Professor Goble said she was ‘thrilled and honoured to receive this award as a recognition of e-science, and a recognition of the outstanding work of the team at Manchester carried out with many collaborators.’
Carole Goble is a proud co-investigator in IMI’s Open PHACTS project. Open PHACTS is a linked data platform and knowledge base of integrated pharmacological data to facilitate drug discovery. She is a full professor in the School of Computer Science in the University of Manchester, UK. She has an international reputation in the semantic web, e-science and distributed computing and has worked closely with life scientists for many years. Since 2001 she has directed the myGrid project which has produced, amongst other resources, the widely-used Taverna workflow management system, the BioCatalogue for Web Services and the SEEK data and model management system for Systems Biology. She is a co-founder of the UK's Software Sustainability Institute and the deputy director of the UK node of ELIXIR.
In 2008 Carole was awarded the Microsoft Jim Gray e-Science award for outstanding contributions to e-Science.
Open PHACTS Target Dossier application provides new answers
Open PHACTS recently launched its Target Dossier application (app) which was developed by project partners, the National Centre for Cancer Research (CNIO) in Spain. This new app allows researchers the ability to work on a specific question or hypothesis using a single entry point to the Open PHACTS integrated data platform. The main goal for the new app is to provide easy access to integrated drug targets data to identify the most productive points for therapeutic intervention. It relies on the Open PHACTS integrated data platform and APIs [application programming interfaces] developed by the consortium. The app allows researchers to explore the interaction between pharmacological, interactive and pathway data through a simple ‘search and browse’ function. This gives researchers a totally new approach for testing their hypotheses using all three types of data in a combined search. The answers are shown in dynamic graphs which offer a clear visual representation of the search results. Users can go on to manipulate the data in a virtual ‘playground’ area, meaning new hypotheses can be tested from re-working the search results.
Breaking new ground for diabetic macrovascular complication treatment
Scientists from the IMI project SUMMIT have shed new light on the causes and development of atherosclerosis in diabetes. Diabetic patients often suffer from a widespread and aggressive form of atherosclerosis, with a high risk for myocardial infarction, peripheral vascular disease and stroke. Despite the enormous burden caused to patients, the molecular mechanisms leading to accelerated damage are still unclear.

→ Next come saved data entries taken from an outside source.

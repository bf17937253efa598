//! Tracing (logging)

use crate::cli::CommandLineArgs;

use opentelemetry::global;
use tracing_subscriber::{layer::SubscriberExt, util::SubscriberInitExt};

/// Initlialise tracing (logging)
///
/// Applies a filter based on the `RUST_LOG` environment variable, falling back to enable debug
/// logging for this crate and tower_http if not set.
///
/// If Jaeger export is enabled, spans are also sent to a Jaeger agent using the default agent
/// endpoint (overridable via the `OTEL_EXPORTER_JAEGER_AGENT_*` environment variables).
pub fn init_tracing(args: &CommandLineArgs) {
    let env_filter = tracing_subscriber::EnvFilter::try_from_default_env()
        .unwrap_or_else(|_| "surfsup=debug,tower_http=debug".into());
    let subscriber = tracing_subscriber::registry()
        .with(env_filter)
        .with(tracing_subscriber::fmt::layer());
    if args.enable_jaeger {
        global::set_text_map_propagator(opentelemetry_jaeger::Propagator::new());
        match opentelemetry_jaeger::new_agent_pipeline()
            .with_service_name("surfsup")
            .install_batch(opentelemetry::runtime::Tokio)
        {
            Ok(tracer) => {
                let opentelemetry = tracing_opentelemetry::layer().with_tracer(tracer);
                subscriber.with(opentelemetry).init();
            }
            Err(err) => {
                subscriber.init();
                tracing::warn!("failed to install Jaeger pipeline, continuing without it: {err}");
            }
        }
    } else {
        subscriber.init();
    }
}

/// Flush and shut down any span exporters.
pub fn shutdown_tracing() {
    global::shutdown_tracer_provider();
}
//! Dataset records and response shapes

use std::collections::BTreeMap;

use serde::{Deserialize, Serialize};

/// A single weather observation, as stored in the `measurement` table.
#[derive(Clone, Debug, PartialEq)]
pub struct Measurement {
    /// Identifier of the observing station
    pub station: String,
    /// Observation date as an ISO-8601 `YYYY-MM-DD` string
    pub date: String,
    /// Precipitation amount, if recorded
    pub prcp: Option<f64>,
    /// Temperature observation
    pub tobs: f64,
}

impl Measurement {
    /// Return a new Measurement object.
    pub fn new(station: &str, date: &str, prcp: Option<f64>, tobs: f64) -> Self {
        Measurement {
            station: station.to_string(),
            date: date.to_string(),
            prcp,
            tobs,
        }
    }
}

/// A physical weather station, as stored in the `station` table.
#[derive(Clone, Debug, PartialEq)]
pub struct Station {
    /// Unique station identifier
    pub station: String,
    /// Human-readable name
    pub name: String,
}

impl Station {
    /// Return a new Station object.
    pub fn new(station: &str, name: &str) -> Self {
        Station {
            station: station.to_string(),
            name: name.to_string(),
        }
    }
}

/// Precipitation by date.
///
/// Keyed by date alone, so rows from different stations on the same date collapse into one entry.
/// The last row inserted for a date wins. Keys serialise in ascending date order.
pub type PrecipitationHistory = BTreeMap<String, Option<f64>>;

/// An entry in the station list response
#[derive(Clone, Debug, Deserialize, PartialEq, Serialize)]
pub struct StationEntry {
    pub station: String,
    pub name: String,
}

impl From<Station> for StationEntry {
    fn from(station: Station) -> Self {
        StationEntry {
            station: station.station,
            name: station.name,
        }
    }
}

/// A dated temperature observation
#[derive(Clone, Debug, Deserialize, PartialEq, Serialize)]
pub struct TemperatureObservation {
    pub date: String,
    pub temperature: f64,
}

/// Minimum, average and maximum temperature over a date range.
///
/// All fields are `None` when no rows matched the range.
#[derive(Clone, Copy, Debug, Default, Deserialize, PartialEq, Serialize)]
pub struct TemperatureStats {
    #[serde(rename = "TMIN")]
    pub tmin: Option<f64>,
    #[serde(rename = "TAVG")]
    pub tavg: Option<f64>,
    #[serde(rename = "TMAX")]
    pub tmax: Option<f64>,
}

impl TemperatureStats {
    /// Whether the aggregate ran over no rows.
    pub fn is_empty(&self) -> bool {
        self.tmin.is_none() && self.tavg.is_none() && self.tmax.is_none()
    }
}

/// Inclusive date range for the temperature statistics query.
///
/// Bounds are compared as strings against the stored dates and are not validated.
#[derive(Clone, Debug, PartialEq)]
pub struct DateRange {
    pub start: String,
    pub end: Option<String>,
}

impl DateRange {
    /// A range with no upper bound.
    pub fn starting(start: &str) -> Self {
        DateRange {
            start: start.to_string(),
            end: None,
        }
    }

    /// A range bounded on both sides.
    pub fn between(start: &str, end: &str) -> Self {
        DateRange {
            start: start.to_string(),
            end: Some(end.to_string()),
        }
    }
}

Led by Professor Maria Gomez, researchers at Lund University in Sweden have made a giant step forward in unveiling the causes and development of atherosclerosis in diabetic mice. Specifically, the team revealed that a protein called nuclear factor of activated T-cells (NFAT) causes atherosclerosis in diabetic mice. Furthermore, when the team blocked the activity of NFAT, this halted progression of the atherosclerosis. The researchers also believe that these findings may constitute a novel therapeutic target to reverse diabetic macrovascular complications.
SUMMIT is one of the three research consortia in IMI’s Diabetes Platform, together with DIRECT (DIabetes REsearCh on patient stratification) and IMIDIA (Innovative Medicines Initiative for Diabetes). SUMMIT’s key objective is to develop procedures, technologies and tools to make clinical trials testing of novel medications in diabetic complications shorter and more focused.